> What you should do
From the entries below, give the number of lines where the word "derive" occurs, and nothing else.

[Stored data entries]
--

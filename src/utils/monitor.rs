#[cfg(feature = "cli")]
use std::sync::{Arc, Mutex};
#[cfg(feature = "cli")]
use std::time::{Duration, Instant};
#[cfg(feature = "cli")]
use sysinfo::{Pid, RefreshKind, System};

/// Per-phase process statistics. Observational only: nothing here feeds
/// back into the validation verdict.
#[cfg(feature = "cli")]
#[derive(Debug, Clone)]
pub struct SystemStats {
    pub cpu_usage: f32,
    pub memory_usage_mb: u64,
    pub peak_memory_mb: u64,
    pub thread_count: Option<usize>,
    pub elapsed_time: Duration,
}

#[cfg(feature = "cli")]
pub struct SystemMonitor {
    system: Arc<Mutex<System>>,
    pid: Pid,
    start_time: Instant,
    peak_memory: Arc<Mutex<u64>>,
    enabled: bool,
}

#[cfg(feature = "cli")]
impl SystemMonitor {
    pub fn new(enabled: bool) -> Self {
        let mut system = System::new_with_specifics(RefreshKind::everything());

        let pid = sysinfo::get_current_pid().expect("Failed to get current PID");

        system.refresh_all();

        Self {
            system: Arc::new(Mutex::new(system)),
            pid,
            start_time: Instant::now(),
            peak_memory: Arc::new(Mutex::new(0)),
            enabled,
        }
    }

    pub fn get_stats(&self) -> Option<SystemStats> {
        if !self.enabled {
            return None;
        }

        let mut system = self.system.lock().ok()?;
        system.refresh_all();

        let process = system.process(self.pid)?;
        let memory_mb = process.memory() / 1024 / 1024;
        let thread_count = process.tasks().map(|tasks| tasks.len());

        let mut peak = self.peak_memory.lock().ok()?;
        if memory_mb > *peak {
            *peak = memory_mb;
        }
        let peak_memory = *peak;

        Some(SystemStats {
            cpu_usage: process.cpu_usage(),
            memory_usage_mb: memory_mb,
            peak_memory_mb: peak_memory,
            thread_count,
            elapsed_time: self.start_time.elapsed(),
        })
    }

    pub fn log_stats(&self, phase: &str) {
        if let Some(stats) = self.get_stats() {
            tracing::info!(
                "📊 {} - CPU: {:.1}%, Memory: {}MB (peak {}MB), Threads: {}, Time: {:?}",
                phase,
                stats.cpu_usage,
                stats.memory_usage_mb,
                stats.peak_memory_mb,
                stats
                    .thread_count
                    .map(|n| n.to_string())
                    .unwrap_or_else(|| "?".to_string()),
                stats.elapsed_time
            );
        }
    }

    pub fn log_final_stats(&self) {
        if let Some(stats) = self.get_stats() {
            tracing::info!(
                "📊 Final Stats - Total Time: {:?}, Peak Memory: {}MB",
                stats.elapsed_time,
                stats.peak_memory_mb
            );
        }
    }

    pub fn is_enabled(&self) -> bool {
        self.enabled
    }
}

#[cfg(feature = "cli")]
impl Default for SystemMonitor {
    fn default() -> Self {
        Self::new(false)
    }
}

// No-op stand-in when process inspection is compiled out.
#[cfg(not(feature = "cli"))]
pub struct SystemMonitor;

#[cfg(not(feature = "cli"))]
impl SystemMonitor {
    pub fn new(_enabled: bool) -> Self {
        Self
    }

    pub fn log_stats(&self, _phase: &str) {}

    pub fn log_final_stats(&self) {}

    pub fn is_enabled(&self) -> bool {
        false
    }
}
//! Drawable surface lifecycle.

use serde::{Deserialize, Serialize};

use crate::core::error::RenderError;

/// Lifecycle of the surface the render loop draws into.
///
/// `Uninitialized → Created → {Sized ⇄ Created} → Destroyed`. `Destroyed` is
/// terminal; every other state may jump to it.
#[derive(Debug, Clone, Copy, Default, PartialEq, Eq, Hash, Serialize, Deserialize)]
#[serde(rename_all = "snake_case")]
pub enum SurfaceState {
    /// No GPU context yet.
    #[default]
    Uninitialized,
    /// Context and surface exist; no size applied since the last (re)creation.
    Created,
    /// A size has been applied.
    Sized,
    /// Released for good.
    Destroyed,
}

impl SurfaceState {
    /// Whether GPU calls are legal in this state.
    #[must_use]
    pub const fn can_issue_gpu_calls(self) -> bool {
        matches!(self, Self::Created | Self::Sized)
    }

    /// Whether this is the terminal state.
    #[must_use]
    pub const fn is_terminal(self) -> bool {
        matches!(self, Self::Destroyed)
    }

    /// Whether `self → to` is a legal transition.
    #[must_use]
    pub const fn can_transition_to(self, to: Self) -> bool {
        matches!(
            (self, to),
            (Self::Uninitialized | Self::Created | Self::Sized, Self::Created)
                | (Self::Created | Self::Sized, Self::Sized)
                | (_, Self::Destroyed)
        )
    }

    /// Move to `to`.
    ///
    /// # Errors
    ///
    /// [`RenderError::SurfaceTransition`] if the transition is illegal.
    pub fn transition(self, to: Self) -> Result<Self, RenderError> {
        if self.can_transition_to(to) {
            Ok(to)
        } else {
            Err(RenderError::SurfaceTransition { from: self, to })
        }
    }
}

--

> Response area
2